No. 1: Linde plc (LIN)
Market capitalization: $171.106 billion
Based in the United Kingdom, Linde produces various types of industrial gases, such as hydrogen, acetylene, and oxygen. This firm runs the biggest clean-hydrogen plant in the world. It harnesses wind power to produce hydrogen. Linde has successfully tested the application of hydrogen fuel to power steel plants to be able to reduce CO2 emissions.
Linde’s stock grew by 16 percent in 2020, and the growth was steady compared to other similar stocks. Market analysts have a bullish bias on this stock, giving 12 buy or strong buy scores and three hold scores on the stock out of 15.
No. 2: DuPont (DD)
Market capitalization: $39.64 billion
Headquartered in Delaware, United States, DuPont operates in the biotechnology sector and produces pharmaceutical and chemical products. The firm is not directly producing hydrogen fuel cells, but it works with a company that does. DuPont sells proton-exchange membrane (PEM) products. In 2018, it generated earnings close to $86 billion, making it number 35 in Fortune 500 companies in 2019.
The stock is trading for $76.51 at the time of publishing. This suggests a potential growth of 33 percent, considering a medium-term price objective of $94. It has a positive 10.82 earnings per share, which is a measure of profitability.
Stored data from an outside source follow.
//! Depth-bounded synchronous run queue.
//!
//! Sequential combinators start their next child from inside the previous
//! child's continuation. When children settle synchronously, that nests one
//! call inside the next with no bound. [`Trampoline::bounce`] runs a job in
//! place while the nesting depth is small and queues it otherwise; the
//! outermost bounce drains the queue before returning, so all synchronous
//! work still completes before the outermost call returns.

use crate::tracing_compat::trace;
use std::cell::{Cell, RefCell};
use std::collections::VecDeque;
use std::fmt;

/// Nesting depth beyond which jobs are queued instead of run in place.
pub(crate) const MAX_DEPTH: usize = 64;

type Job = Box<dyn FnOnce()>;

pub(crate) struct Trampoline {
    depth: Cell<usize>,
    queue: RefCell<VecDeque<Job>>,
}

struct DepthGuard<'a> {
    depth: &'a Cell<usize>,
    restore: usize,
}

impl Drop for DepthGuard<'_> {
    fn drop(&mut self) {
        self.depth.set(self.restore);
    }
}

impl Trampoline {
    pub(crate) fn new() -> Self {
        Self {
            depth: Cell::new(0),
            queue: RefCell::new(VecDeque::new()),
        }
    }

    /// Runs `job` now, or queues it if the nesting depth is exhausted.
    pub(crate) fn bounce(&self, job: impl FnOnce() + 'static) {
        let depth = self.depth.get();
        if depth >= MAX_DEPTH {
            self.queue.borrow_mut().push_back(Box::new(job));
            return;
        }
        {
            let _guard = self.enter(depth + 1, depth);
            job();
        }
        if depth == 0 {
            self.drain();
        }
    }

    fn drain(&self) {
        let mut ran = 0usize;
        loop {
            let next = self.queue.borrow_mut().pop_front();
            let Some(job) = next else {
                break;
            };
            let _guard = self.enter(1, 0);
            job();
            ran += 1;
        }
        if ran > 0 {
            trace!(jobs = ran, "trampoline drained");
        }
    }

    fn enter(&self, depth: usize, restore: usize) -> DepthGuard<'_> {
        self.depth.set(depth);
        DepthGuard {
            depth: &self.depth,
            restore,
        }
    }

    pub(crate) fn queued(&self) -> usize {
        self.queue.borrow().len()
    }
}

impl fmt::Debug for Trampoline {
    fn fmt(&self, f: &mut fmt::Formatter<'_>) -> fmt::Result {
        f.debug_struct("Trampoline")
            .field("depth", &self.depth.get())
            .field("queued", &self.queued())
            .finish()
    }
}

#[cfg(test)]
mod tests {
    use super::*;
    use std::rc::Rc;

    fn nest(trampoline: &Rc<Trampoline>, remaining: usize, log: &Rc<RefCell<Vec<usize>>>) {
        if remaining == 0 {
            return;
        }
        let inner = Rc::clone(trampoline);
        let log = Rc::clone(log);
        trampoline.bounce(move || {
            log.borrow_mut().push(remaining);
            nest(&inner, remaining - 1, &log);
        });
    }

    #[test]
    fn deep_nesting_is_queued_and_drained() {
        let trampoline = Rc::new(Trampoline::new());
        let log = Rc::new(RefCell::new(Vec::new()));
        nest(&trampoline, 100_000, &log);

        let log = log.borrow();
        assert_eq!(log.len(), 100_000);
        assert_eq!(log.first(), Some(&100_000));
        assert_eq!(log.last(), Some(&1));
        assert_eq!(trampoline.queued(), 0);
        assert_eq!(trampoline.depth.get(), 0);
    }

    #[test]
    fn shallow_jobs_run_in_place() {
        let trampoline = Trampoline::new();
        let ran = Rc::new(Cell::new(false));
        let flag = Rc::clone(&ran);
        trampoline.bounce(move || flag.set(true));
        assert!(ran.get());
    }
}
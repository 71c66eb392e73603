//! The computation handle and the interpretation contract.
//!
//! A [`Computation`] is an immutable description of a deferred effect that
//! settles through one of three channels: crash, reject or resolve. Building
//! one never runs anything. Each call to [`Computation::interpret`] starts an
//! independent session, and every variant (leaf or combinator) implements
//! the same [`Interpret`] contract:
//!
//! - at most one continuation fires, at most once, per session
//! - the returned [`Cancel`] suppresses all later delivery when called
//!   before settlement, and is a no-op afterwards
//!
//! Combinators only ever talk to their children through this contract.

use super::leaf::never;
use crate::cx::Cx;
use crate::types::{catch, Cancel, CancelSlot, Crash, Outcome};
use std::any::Any;
use std::cell::{Cell, RefCell};
use std::fmt;
use std::mem;
use std::rc::Rc;
use std::time::Duration;

/// What a combinator may assume about a computation without interpreting it.
#[derive(Debug, Clone, Copy, PartialEq, Eq)]
pub enum RaceHint {
    /// Nothing is known ahead of interpretation.
    Dynamic,
    /// Settles synchronously with a value known at construction.
    Settled,
    /// Never settles.
    Never,
    /// Settles with a known value once the duration elapses on the host timer.
    Timed(Duration),
}
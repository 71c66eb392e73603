//! Error types for construction-time and configuration failures.
//!
//! Interpretation never reports failures through these types: defects that
//! surface while a computation runs become [`Crash`](crate::types::Crash)
//! outcomes, and modeled failures travel through the reject channel. The
//! errors here are raised synchronously, before any interpretation begins:
//!
//! - [`InvalidArgument`]: a combinator or leaf was given an argument outside
//!   its contract (zero concurrency, a negative delay, ...)
//! - [`ConfigError`]: a host configuration value could not be parsed

use core::fmt;

/// Ordinal names used when a diagnostic refers to an argument or element.
const ORDINALS: [&str; 5] = ["first", "second", "third", "fourth", "fifth"];

/// Describes a zero-based position the way diagnostics refer to it.
///
/// The first five positions read as ordinals ("the second future"); later
/// ones fall back to a one-based number ("future 6").
#[must_use]
pub fn describe_position(index: usize, noun: &str) -> String {
    ORDINALS.get(index).map_or_else(
        || format!("{noun} {}", index + 1),
        |ordinal| format!("the {ordinal} {noun}"),
    )
}

/// An argument violated the contract of the operation it was passed to.
#[derive(Debug, Clone, PartialEq, Eq, thiserror::Error)]
#[error("{operation} expects {position} to {expectation}\n  Actual: {actual}")]
pub struct InvalidArgument {
    operation: &'static str,
    position: String,
    expectation: &'static str,
    actual: String,
}

impl InvalidArgument {
    /// Creates a new invalid-argument error.
    ///
    /// `index` is the zero-based argument position.
    #[must_use]
    pub fn new(
        operation: &'static str,
        index: usize,
        expectation: &'static str,
        actual: impl fmt::Debug,
    ) -> Self {
        Self {
            operation,
            position: describe_position(index, "argument"),
            expectation,
            actual: format!("{actual:?}"),
        }
    }

    /// Returns the name of the operation that rejected the argument.
    #[must_use]
    pub const fn operation(&self) -> &'static str {
        self.operation
    }

    /// Returns what the argument was expected to be.
    #[must_use]
    pub const fn expectation(&self) -> &'static str {
        self.expectation
    }

    /// Returns the rendered offending value.
    #[must_use]
    pub fn actual(&self) -> &str {
        &self.actual
    }
}

/// A host configuration value could not be loaded.
#[derive(Debug, Clone, PartialEq, Eq, thiserror::Error)]
pub enum ConfigError {
    /// An environment variable held an unparseable value.
    #[error("invalid value for {var}: expected {expected}, got {value:?}")]
    InvalidEnv {
        /// Name of the environment variable.
        var: &'static str,
        /// Description of the accepted format.
        expected: &'static str,
        /// The raw value found in the environment.
        value: String,
    },
    /// A configuration file could not be read or parsed.
    #[error("failed to load config file: {0}")]
    File(String),
    /// A parsed value is outside its allowed range.
    #[error(transparent)]
    Invalid(#[from] InvalidArgument),
}

/// Convenience alias for results of construction-time validation.
pub type Result<T, E = InvalidArgument> = core::result::Result<T, E>;

#[cfg(test)]
mod tests {
    use super::*;

    #[test]
    fn positions_use_ordinals_then_numbers() {
        assert_eq!(describe_position(0, "future"), "the first future");
        assert_eq!(describe_position(1, "future"), "the second future");
        assert_eq!(describe_position(4, "future"), "the fifth future");
        assert_eq!(describe_position(5, "future"), "future 6");
    }

    #[test]
    fn invalid_argument_display() {
        let err = InvalidArgument::new("Future.parallel", 0, "be a positive integer", 0usize);
        assert_eq!(
            err.to_string(),
            "Future.parallel expects the first argument to be a positive integer\n  Actual: 0"
        );
        assert_eq!(err.operation(), "Future.parallel");
        assert_eq!(err.actual(), "0");
    }

    #[test]
    fn config_error_wraps_invalid_argument() {
        let err: ConfigError =
            InvalidArgument::new("EventLoopConfig", 0, "be non-zero", 0u64).into();
        assert!(err.to_string().contains("EventLoopConfig"));

        let env = ConfigError::InvalidEnv {
            var: "TRIFUTURE_MAX_STEPS",
            expected: "unsigned integer",
            value: "many".into(),
        };
        assert!(env.to_string().contains("TRIFUTURE_MAX_STEPS"));
    }
}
DuPont gives out a $1.20 dividend for a yield of 1.52 percent.
No. 3: Cummins (CMI)
Market capitalization: $30.184 billion
Based in Indiana, United States, Cummins models, creates and supports natural gas and diesel engines and associated parts. The company bought fuel cell maker Hydrogenics in 2019. Last November 2020, Cummins stated it would partner with Navistar to create semi-trucks powered by hydrogen fuel. In April 2021, the company’s hydrogen cells fuel the first aircraft that is powered by hydrogen.
At the current $211.03, the potential upside growth is 18 percent based on an average price target of $280. At an EPS of 15.21, Cummins looks attractive to investors. Currently, it pays a whopping dividend of $5.80 per share for a yield of 2.66 percent.
Hydrogen fuel cells have long been recognized as effective media for storing energy similar to batteries. The adoption rate is still low at this time, though, but massive growth may be just around the corner. Governments and big corporations are seriously looking at utilizing this technology to address environmental concerns plaguing the world today. Keep this sector on your radar in 2022. Maintain a list of these stocks and take action whenever you see great developments.